The selection of an LED or laser diode light source depends upon the required information bandwidth, transmission distance, fiber attenuation, coupling efficiency, and pulse broadening considerations.  Diode power and radiance are determined by fiber attenuation and coupling efficiency.  Assuming that fiber dispersion is the limiting factor, pulse broadening dictates the broadest acceptable spectral bandwidth3.  In the case of fiber optic communications for long distance applications, the laser diode would likely be the preferred source due to its narrow spectral bandwidth and high radiance, while the LED would be preferred for short distance data-rate applications because of its reduced temperature sensitivity and simple construction.

It is important to select a cable that will adequately protect the optical fibers.  MIL-PRF-85045 provides guidelines, which can assist the user in selecting the appropriate cable for a given application.  Optical fibers, although inherently reliable, are susceptible to failure from physical abuse.  Selecting a cable best suited for the environment that the optical fiber will experience needs to consider the following for specific optical fiber applications:

a.      Low attenuation to maximize repeater spacing or eliminate repeaters.

b.      Ease of coupling to inexpensive large area emitters.

c.      Large tolerances to allow for inexpensive connectors.

d.      Transmission wavelength.

e.      Flexibility of the fiber.

f.        Maximization of transmission bandwidth or speed.

g.      Cost.

h.      Tolerance of extreme temperatures or other environmental conditions.
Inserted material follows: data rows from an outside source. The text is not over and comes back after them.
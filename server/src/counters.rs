//! Best-effort usage counters: read current value, write current + 1. The
//! store has no compare-and-swap, so concurrent increments can lose updates.
//! These are advisory statistics, not quota enforcement; approximate is
//! fine, and that is documented behavior, not a bug to fix.

use std::sync::Arc;

use crate::store::{StateStore, StoreError};

/// Read a counter; absent reads as 0.
pub async fn read(store: &dyn StateStore, key: &str) -> Result<i64, StoreError> {
    Ok(store
        .get(key)
        .await?
        .and_then(|raw| raw.parse::<i64>().ok())
        .unwrap_or(0))
}

/// Increment a counter via read-then-write.
pub async fn increment(store: &dyn StateStore, key: &str) -> Result<(), StoreError> {
    let current = read(store, key).await?;
    store.put(key, &(current + 1).to_string(), None).await
}

/// Increment on a detached task. Failures are logged and swallowed; counter
/// updates must never delay or fail the caller's response path.
pub fn spawn_increment(store: Arc<dyn StateStore>, key: String) {
    tokio::spawn(async move {
        if let Err(e) = increment(store.as_ref(), &key).await {
            tracing::debug!("Counter increment failed for {}: {}", key, e);
        }
    });
}
use super::{
    AclProvider, ElevationProvider, PlatformError, PlatformErrorKind, ProcessProvider,
    RegistryProvider, acl_providers, elevation_providers, process_providers, registry_providers,
};

/// One provider per capability, as used by the runtime components.
#[derive(Clone, Copy)]
pub struct PlatformProviders {
    pub processes: &'static dyn ProcessProvider,
    pub registry: &'static dyn RegistryProvider,
    pub elevation: &'static dyn ElevationProvider,
    pub acl: &'static dyn AclProvider,
}

impl PlatformProviders {
    /// Picks the first registered provider of every capability.
    pub fn discover() -> Result<Self, PlatformError> {
        Ok(Self {
            processes: first(process_providers(), "ProcessProvider")?,
            registry: first(registry_providers(), "RegistryProvider")?,
            elevation: first(elevation_providers(), "ElevationProvider")?,
            acl: first(acl_providers(), "AclProvider")?,
        })
    }
}

impl std::fmt::Debug for PlatformProviders {
    fn fmt(&self, f: &mut std::fmt::Formatter<'_>) -> std::fmt::Result {
        f.debug_struct("PlatformProviders")
            .field("processes", &self.processes.name())
            .field("registry", &self.registry.name())
            .field("elevation", &self.elevation.name())
            .field("acl", &self.acl.name())
            .finish()
    }
}

fn first<T: ?Sized + 'static>(
    mut providers: impl Iterator<Item = &'static T>,
    capability: &str,
) -> Result<&'static T, PlatformError> {
    providers.next().ok_or_else(|| {
        PlatformError::new(
            PlatformErrorKind::UnsupportedPlatform,
            format!("no {capability} registered"),
        )
    })
}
The slow response of phototransistor detectors limits their use to systems below the megahertz range.  Phototransistors are ideal for short-distance, low speed transmission.  Faster phototransistors operational characteristics are possible with heterojunction devices  (e.g. GaAs).  The speed and sensitivity of photodiodes are more than adequate for many fiber optic applications; however, they are not as well suited to the needs of low-cost, low-speed fiber systems.

It is recommended that manufacturers of high reliability, military level optoelectronic components be given first consideration for part selection.  In addition to the recommendations already provided, caution is urged in the consideration of new and untried designs, commercial quality product, and product from new, unfamiliar sources. Also risky is continued procurement without periodic re-assessment, availability of a special/unique design from a single source, and dealing with a supplier that is having financial difficulties.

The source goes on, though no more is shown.